Was iedere geschiedenisles maar zo leuk
"Hij was een mens, en hij was vlees en botten en geest en ziel. Zij had van hem gehouden. De Ritselaer had hem gekocht, dokter Tulp had hem gevorderd voor de wetenschap en ik had hem willen hebben voor de kunst."
In Tulpen en terpentijn vertelt Nina Siegal de verhalen die schuil gaan achter de personages op één van Rembrandts bekendste schilderijen: de anatomische les.
Op het doek een luguber tafereel. Een wit, levenloos lichaam badend in het zonlicht. Zeven Amsterdamse notabelen die zich, gehuld in zwarte gewaden, buigen over het lijk. De dokter die triomfantelijk voor zich uitkijkend aan zijn publiek toont hoe de armspieren van de overledene werken. Maar niet de dokter die opdracht gaf tot het schilderij –en er fors voor betaalde-, noch de notabelen zijn hoofdonderwerp. Het is het lichaam dat letterlijk wordt uitgelicht door het bijzondere kleurgebruik van de Amsterdamse schilder. Het is dit bijzondere tafereel dat Siegal inspireerde een boek te schrijven. Zes jaar lang werkte ze aan deze roman, waarvan ze twee jaar reserveerde voor onderzoek naar Rembrandt van Rijn.
De schrijfster voert een veelvoud aan personages op om het bijzondere verhaal te vertellen. Pia is de museummedewerkster die ontdekt dat Rembrandt later nog veranderingen heeft aangebracht aan zijn schildering. Siegal geeft de lezer een kijkje in de keuken van Rembrandts atelier en zelfs het lijk krijgt een naam en gezicht. Aris ‘t Kind, een dief die de galg niet verdiende. Maar ja, het lijk was al besteld. Zelfs de vrouw die zijn kind draagt kan het gerecht niet op andere gedachten brengen.
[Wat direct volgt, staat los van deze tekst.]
//! Pretrain command implementation

use crate::cli::LogLevel;
use crate::config::{apply_overrides, load_config, run_pretrain as pretrain_from_spec, RunArgs};

pub fn run_pretrain(args: RunArgs, level: LogLevel) -> Result<(), String> {
    log::info!("layoutgan: pretraining from {}", args.config.display());

    let mut spec = load_config(&args.config).map_err(|e| format!("Config error: {e}"))?;
    apply_overrides(&mut spec, &args).map_err(|e| format!("Config error: {e}"))?;

    let report = pretrain_from_spec(&spec).map_err(|e| format!("Pretraining error: {e}"))?;

    log::info!(
        "Pretraining complete after {} epochs (best G {:.4}, best D {:.4})",
        report.epochs_run,
        report.best_generator_loss,
        report.best_discriminator_loss
    );
    if level == LogLevel::Verbose {
        log::debug!(
            "  Generator weights: {}",
            report.generator_checkpoint.display()
        );
        log::debug!(
            "  Discriminator weights: {}",
            report.discriminator_checkpoint.display()
        );
    }
    Ok(())
}
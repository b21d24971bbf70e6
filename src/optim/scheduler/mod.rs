//! Learning rate schedulers
//!
//! Each network in a run owns one scheduler, stepped once per epoch:
//! - `StepDecayLR` - Step decay by factor every N epochs
//! - `CosineAnnealingLR` - Smooth cosine decay
//! - `ConstantLR` - Fixed rate

mod constant;
mod cosine_annealing;
mod step_decay;

#[cfg(test)]
mod tests;

pub use constant::ConstantLR;
pub use cosine_annealing::CosineAnnealingLR;
pub use step_decay::StepDecayLR;

use crate::optim::Optimizer;

/// Learning rate scheduler trait
pub trait LRScheduler {
    /// Get the current learning rate
    fn get_lr(&self) -> f32;

    /// Step the scheduler (called once per epoch)
    fn step(&mut self);

    /// Apply the current learning rate to an optimizer
    fn apply(&self, optimizer: &mut dyn Optimizer) {
        optimizer.set_lr(self.get_lr());
    }
}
Dat lichaam moet er komen, anders gaat de anatomieles van dokter Tulp niet door.
Het is duidelijk dat Siegal veel kennis heeft van het 17de eeuwse Amsterdam en het leven en de werken van Rembrandt. Hoewel het een roman betreft, blijft de Amerikaanse dicht bij de waarheid. Ze kwam zo’n vijftien keer in het Rembrandthuis voor onderzoek. Toen ze Tulpen en terpentijn bijna had afgerond belde ze nog eens met de deskundigen aldaar. Hoe ruikt een Rembrandt eigenlijk? 'Wacht even', zei de museummedewerker, waarna hij aan een schilderij gesnuffeld moet hebben. 'Terpentijn, verder niets.'
De vele personages vertellen ieder hun eigen verhaal en de lezer leert hun (tegengestelde) belangen kennen. Siegal verweeft de verhaallijnen kundig, maar het is een gemiste kans dat de personages niets ‘eigens’ hebben meegekregen in hun manier van praten en doen. Alleen met de titel van ieder hoofdstuk en met hun omgeving onderscheidt de lezer hen van elkaar. Het was leuk geweest als ze ook een eigen manier van denken en praten hadden gekregen, maar Siegal beschrijft hen allemaal met dezelfde schrijfstijl.
Op die schrijfstijl valt verder niets aan te merken. Nooit heeft de lezer door dat hij of zij eigenlijk een geschiedenisles in verhaalvorm voorgeschoteld krijgt. Soms is Siegals schrijven een tikkeltje droog, maar dat draagt bij aan het waarheidsgehalte van het verhaal. Op sommige momenten wordt het zelfs poëtisch. Bijvoorbeeld wanneer Rembrandt besluit om niet dokter Tulp, maar het lijk van Aris ’t Kind onderwerp te maken van zijn schilderij:
"Ik geloof niet dat ik de macht heb om te genezen […] Het is de kunst die een gebroken lichaam kan herstellen en een dode man weer tot leven kan wekken. Het is de illusie, gecreërd door het penseel, de pigmenten, de mathematische opbouw, het vermogen licht te doen schijnen…"
Hekel punt in dit boek is dat de lezer al weet wat de uitkomst is. Bekend is immers dat Aris ’t Kind op het schilderij –en dus aan de galg- eindigt. Het verhaal is niet zo verrassend meer, omdat handelingen van personages gebaseerd zijn op die van echte personen. Omdat het hier om een roman gaat zou een wat meer fantasierijke insteek niet misstaan. Nu is dit boek vooral een aanrader voor lezers die houden van historische romans en voor mensen die op een leuke manier meer willen weten over het leven en het werk van Rembrandt en het Amsterdam van de Gouden Eeuw.